──────── INPUT DATA ────────
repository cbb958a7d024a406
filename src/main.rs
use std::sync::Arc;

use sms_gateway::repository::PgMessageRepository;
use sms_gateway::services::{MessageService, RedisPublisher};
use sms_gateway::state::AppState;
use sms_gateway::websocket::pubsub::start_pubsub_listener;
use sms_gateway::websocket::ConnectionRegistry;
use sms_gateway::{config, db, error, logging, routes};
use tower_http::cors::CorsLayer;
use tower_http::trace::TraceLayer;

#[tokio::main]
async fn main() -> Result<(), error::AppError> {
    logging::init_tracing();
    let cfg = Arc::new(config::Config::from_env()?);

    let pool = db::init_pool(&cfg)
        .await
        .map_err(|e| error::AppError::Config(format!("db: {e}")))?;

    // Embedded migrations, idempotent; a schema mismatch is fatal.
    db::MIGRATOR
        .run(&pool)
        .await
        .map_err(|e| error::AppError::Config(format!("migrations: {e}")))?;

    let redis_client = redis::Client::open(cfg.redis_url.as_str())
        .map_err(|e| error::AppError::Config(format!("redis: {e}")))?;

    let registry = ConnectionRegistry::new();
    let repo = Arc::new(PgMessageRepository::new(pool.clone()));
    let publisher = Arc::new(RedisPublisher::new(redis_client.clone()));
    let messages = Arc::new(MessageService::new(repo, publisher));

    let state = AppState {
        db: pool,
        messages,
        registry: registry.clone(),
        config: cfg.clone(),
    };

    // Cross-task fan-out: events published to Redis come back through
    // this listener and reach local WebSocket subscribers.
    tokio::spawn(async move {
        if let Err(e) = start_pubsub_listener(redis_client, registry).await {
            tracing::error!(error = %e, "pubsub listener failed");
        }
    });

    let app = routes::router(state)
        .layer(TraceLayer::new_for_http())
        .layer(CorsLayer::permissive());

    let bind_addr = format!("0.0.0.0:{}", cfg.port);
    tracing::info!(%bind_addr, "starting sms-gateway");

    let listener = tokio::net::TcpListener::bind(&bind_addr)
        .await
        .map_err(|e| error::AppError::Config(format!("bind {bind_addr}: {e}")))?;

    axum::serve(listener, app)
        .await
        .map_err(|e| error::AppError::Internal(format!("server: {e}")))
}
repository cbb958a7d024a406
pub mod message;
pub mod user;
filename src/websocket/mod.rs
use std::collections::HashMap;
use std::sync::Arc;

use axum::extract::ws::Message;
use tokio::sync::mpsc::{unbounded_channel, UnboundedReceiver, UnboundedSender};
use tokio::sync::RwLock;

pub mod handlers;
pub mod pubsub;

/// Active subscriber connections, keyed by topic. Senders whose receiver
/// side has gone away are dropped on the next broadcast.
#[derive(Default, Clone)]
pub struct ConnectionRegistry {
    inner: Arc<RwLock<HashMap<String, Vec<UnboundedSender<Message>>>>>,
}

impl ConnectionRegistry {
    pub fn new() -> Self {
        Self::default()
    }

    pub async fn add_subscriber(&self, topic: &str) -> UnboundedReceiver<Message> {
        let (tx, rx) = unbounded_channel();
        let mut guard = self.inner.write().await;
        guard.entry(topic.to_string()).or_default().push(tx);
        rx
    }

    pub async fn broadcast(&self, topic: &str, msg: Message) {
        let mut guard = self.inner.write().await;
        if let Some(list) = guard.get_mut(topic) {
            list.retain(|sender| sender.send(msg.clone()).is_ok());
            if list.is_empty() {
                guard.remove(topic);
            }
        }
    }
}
────────
──────── INPUT DATA ────────
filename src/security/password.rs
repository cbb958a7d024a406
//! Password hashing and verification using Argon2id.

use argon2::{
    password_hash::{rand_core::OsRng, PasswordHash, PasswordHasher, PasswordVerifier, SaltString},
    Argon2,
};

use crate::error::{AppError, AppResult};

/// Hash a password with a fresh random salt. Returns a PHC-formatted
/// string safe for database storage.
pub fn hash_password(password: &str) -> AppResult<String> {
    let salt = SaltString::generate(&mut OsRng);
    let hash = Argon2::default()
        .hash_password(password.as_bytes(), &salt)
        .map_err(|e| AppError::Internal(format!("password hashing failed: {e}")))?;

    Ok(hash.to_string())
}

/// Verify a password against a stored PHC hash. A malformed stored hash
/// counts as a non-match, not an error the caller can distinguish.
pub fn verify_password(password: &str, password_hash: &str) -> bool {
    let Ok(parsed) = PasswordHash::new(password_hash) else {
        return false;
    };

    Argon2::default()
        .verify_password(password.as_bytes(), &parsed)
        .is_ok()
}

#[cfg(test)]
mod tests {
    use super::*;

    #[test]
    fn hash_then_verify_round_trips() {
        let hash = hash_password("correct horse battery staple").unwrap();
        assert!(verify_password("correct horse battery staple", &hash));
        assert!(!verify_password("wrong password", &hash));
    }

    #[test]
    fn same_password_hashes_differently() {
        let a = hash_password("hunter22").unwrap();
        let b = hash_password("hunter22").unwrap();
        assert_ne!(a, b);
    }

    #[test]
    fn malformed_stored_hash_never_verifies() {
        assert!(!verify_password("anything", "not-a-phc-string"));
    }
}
────────
== WHAT YOU HAVE TO DO ==
Write only the number of lines above in which the word "parsed" is found.

== YOUR SOLUTION ==
2